2) Investidores nas ações e bonds não serão salvos.
3) Diretorias dos bancos que quebraram foram afastadas.
4) Sistema é seguro, após mudanças feitas após crise de 2008. Novos projetos de lei apertarão regulação para evitar problemas que estamos vendo.
5) Economia está bem, com baixo desemprego.
Há um componente político por trás do socorro ao Silicon Valley Bank, visto que o Vale do Silício é uma fortaleza democrata, com suas empresas abraçando toda a agenda de esquerda, além de doarem valores substanciais às campanhas políticas democratas. Os mais ricos e poderosos investidores americanos investem em startups que poderiam até mesmo quebrar não fosse a decisão de garantir o valor integral dos depósitos.

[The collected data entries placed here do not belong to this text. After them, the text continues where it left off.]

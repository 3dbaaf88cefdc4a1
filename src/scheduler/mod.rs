//! # Master Scheduler
//!
//! The periodic control loop. Each cycle asks a [`WorkSource`] for up to
//! `dispatch_batch_size` due work items, classifies them, and hands them to
//! the [`WorkOrchestrator`](crate::orchestration::WorkOrchestrator) in urgency
//! order. The cycle is wrapped in a circuit breaker:
//!
//! ```text
//!           threshold consecutive failures
//!   Closed ────────────────────────────────▶ Open
//!     ▲                                       │ cooldown elapsed
//!     │ trial succeeds                        ▼
//!     └──────────────────────────────────── HalfOpen ──trial fails──▶ Open
//! ```
//!
//! The scheduler is an owned instance passed to whoever needs it; its state is
//! only observable through [`MasterScheduler::status`].

pub mod circuit;
pub mod master_scheduler;

pub use circuit::{CircuitState, CircuitTransition, SchedulerCircuit};
pub use master_scheduler::{
    CycleOutcome, MasterScheduler, ReadyWorkItem, SchedulerStatus, WorkSource,
};
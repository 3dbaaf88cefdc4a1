use chrono::{DateTime, Utc};
use serde::{Deserialize, Serialize};
use std::fmt;
use uuid::Uuid;

/// Lifecycle of a work item inside the orchestrator
#[derive(Debug, Clone, Copy, PartialEq, Eq, Hash, Serialize, Deserialize)]
#[serde(rename_all = "snake_case")]
pub enum WorkItemStatus {
    /// Accepted but waiting for capacity
    Pending,
    /// Occupying one of the concurrency slots
    Active,
    Completed,
    /// Delivered, but the handler refused to run the work
    Blocked,
    Failed,
}

impl WorkItemStatus {
    pub fn is_terminal(&self) -> bool {
        matches!(self, Self::Completed | Self::Blocked | Self::Failed)
    }
}

impl fmt::Display for WorkItemStatus {
    fn fmt(&self, f: &mut fmt::Formatter<'_>) -> fmt::Result {
        match self {
            Self::Pending => write!(f, "pending"),
            Self::Active => write!(f, "active"),
            Self::Completed => write!(f, "completed"),
            Self::Blocked => write!(f, "blocked"),
            Self::Failed => write!(f, "failed"),
        }
    }
}

/// Orchestrator-owned state for one dispatch request
#[derive(Debug, Clone, PartialEq, Serialize, Deserialize)]
pub struct WorkItemState {
    pub request_id: Uuid,
    pub work_item_id: String,
    pub status: WorkItemStatus,
    /// When the request entered the orchestrator
    pub created_at: DateTime<Utc>,
    /// When the request took a concurrency slot
    pub dispatched_at: Option<DateTime<Utc>>,
    pub completed_at: Option<DateTime<Utc>>,
}

impl WorkItemState {
    pub fn pending(request_id: Uuid, work_item_id: String, created_at: DateTime<Utc>) -> Self {
        Self {
            request_id,
            work_item_id,
            status: WorkItemStatus::Pending,
            created_at,
            dispatched_at: None,
            completed_at: None,
        }
    }

    pub fn activate(&mut self, at: DateTime<Utc>) {
        self.status = WorkItemStatus::Active;
        self.dispatched_at = Some(at);
    }

    pub fn finish(&mut self, success: bool, at: DateTime<Utc>) {
        self.status = if success {
            WorkItemStatus::Completed
        } else {
            WorkItemStatus::Failed
        };
        self.completed_at = Some(at);
    }

    pub fn block(&mut self, at: DateTime<Utc>) {
        self.status = WorkItemStatus::Blocked;
        self.completed_at = Some(at);
    }

    /// Time spent queued before activation
    pub fn queue_wait(&self) -> Option<chrono::Duration> {
        self.dispatched_at.map(|at| at - self.created_at)
    }
}
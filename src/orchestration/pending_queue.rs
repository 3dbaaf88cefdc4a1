use crate::models::DispatchRequest;
use std::collections::BTreeMap;

/// Requests waiting for a concurrency slot
///
/// Ordered by urgency rank, then by arrival. Keys are `(urgency_rank, seq)`
/// where `seq` is a monotonically increasing arrival counter, so the first
/// entry is always the most urgent, oldest request.
#[derive(Debug, Default)]
pub struct PendingQueue {
    entries: BTreeMap<(u8, u64), DispatchRequest>,
    next_seq: u64,
}

impl PendingQueue {
    pub fn new() -> Self {
        Self::default()
    }

    pub fn push(&mut self, request: DispatchRequest) {
        let key = (request.urgency_rank, self.next_seq);
        self.next_seq += 1;
        self.entries.insert(key, request);
    }

    /// Remove and return the most urgent request
    pub fn pop_next(&mut self) -> Option<DispatchRequest> {
        self.entries.pop_first().map(|(_, request)| request)
    }

    pub fn peek_next(&self) -> Option<&DispatchRequest> {
        self.entries.values().next()
    }

    /// Abandon queued interruptible requests for `work_item_id` whose urgency
    /// is equal to or lower than `urgency_rank`
    ///
    /// Non-interruptible requests are never removed.
    pub fn supersede(&mut self, work_item_id: &str, urgency_rank: u8) -> Vec<DispatchRequest> {
        let keys: Vec<(u8, u64)> = self
            .entries
            .iter()
            .filter(|(_, queued)| {
                queued.interruptible
                    && queued.work_item_id == work_item_id
                    && queued.urgency_rank >= urgency_rank
            })
            .map(|(key, _)| *key)
            .collect();

        keys.into_iter()
            .filter_map(|key| self.entries.remove(&key))
            .collect()
    }

    pub fn len(&self) -> usize {
        self.entries.len()
    }

    pub fn is_empty(&self) -> bool {
        self.entries.is_empty()
    }

    /// Queued requests in promotion order
    pub fn iter(&self) -> impl Iterator<Item = &DispatchRequest> {
        self.entries.values()
    }
}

Também pesou na decisão a projeção de pequeno prejuízo, na faixa de 5% a 10% sobre o valor depositado.
Qualquer que seja o caso, é preciso lembrar que o FDIC tem um fundo limitado. Mesmo que o valor a ser coberto pelo fundo projetado na casa dos US$ 10 bilhões, é uma fatia significativa do seu patrimônio, de US$ 130 bilhões. Caso mais bancos requeiram a intervenção do fundo, ele simplesmente não terá como estender a mesma garantia para todos os depósitos dos bancos americanos, que alcançam um valor de US$ 20 trilhões. Neste caso, como será explicada a preferência a certas instituições?
Surge novamente a discussão do “risco moral”, ou seja, ao resgatar o banco, mesmo que sem salvar os acionistas e seus diretores, os reguladores incentivam a tomada excessiva de riscos, pois as instituições acreditarão que haverá salvamento em caso de crise. Logo, a postura levaria a mais quebras no futuro.
Impactos no mercado
Outros dois bancos sofreram fortes perdas nesta segunda, First Republican Bank e PacWest Bancorp. Há uma torrente de saques que podem levar tais instituições a seguir o mesmo caminho do SVB. O ETF de bancos regionais, KRE, também apresentou queda da ordem de 10%, depois de 15% de baixa na semana passada.
O maior impacto foi nas taxas de juros. Os títulos de 10 anos emitidos pelo tesouro americano recuavam mais de 6%, a 3.50% a.a.; estes mesmos ativos negociavam a 4% a.a. na semana passada. Com o aparecimento das primeiras grandes vítimas do ciclo de aperto monetário em curso, o FED pode ser forçado a diminuir o ritmo da alta das taxas, ou até reverter a política antes do esperado. Depois de décadas de política monetária ultra-expancionista, a o alcance de endividamento recorde, parece que não há espaço para mais altas, sem consequências mais graves a todo o sistema, algo politicamente inviável.
Logo, aumenta o risco de entrarmos numa longa fase de estagflação, com juros relativamente mais altos que nos anos anteriores, assim como a inflação, entraves para o crescimento econômico global.
No curto prazo, há um grau de certeza relativamente elevado sobre a gravidade e profundidade dessa crise bancárias. Mas por enquanto, a expectativa é que isso não vire uma crise sistêmica como tivemos em 2008, visto que na época o grande problema era a existência de títulos podres (subprime) no balanço dos bancos. No caso de SVB e outros bancos sob stress, parece haver mais um problema de liquidez do que de qualidade dos ativos mantidos pelas instituições.
A próxima reunião do FED será muito importante para identificarmos se a autoridade monetária jogou a toalha, o que seria sinalizado pela manutenção dos juros nos patamares atuais, ou se permanecerá firme no propósito de trazer a inflação para a meta, através do aumento de pelo menos 25 pontos base na taxa básica.
Qualquer que seja o caso, seguirmos num ambiente bastante complicado no mercado, com alto nível de endividamento, inflação, risco de recessão iminente, sem esquecer dos problemas geopolíticos em vigência, como a Guerra da Ucrânia e o aumento do conflito entre EUA e China.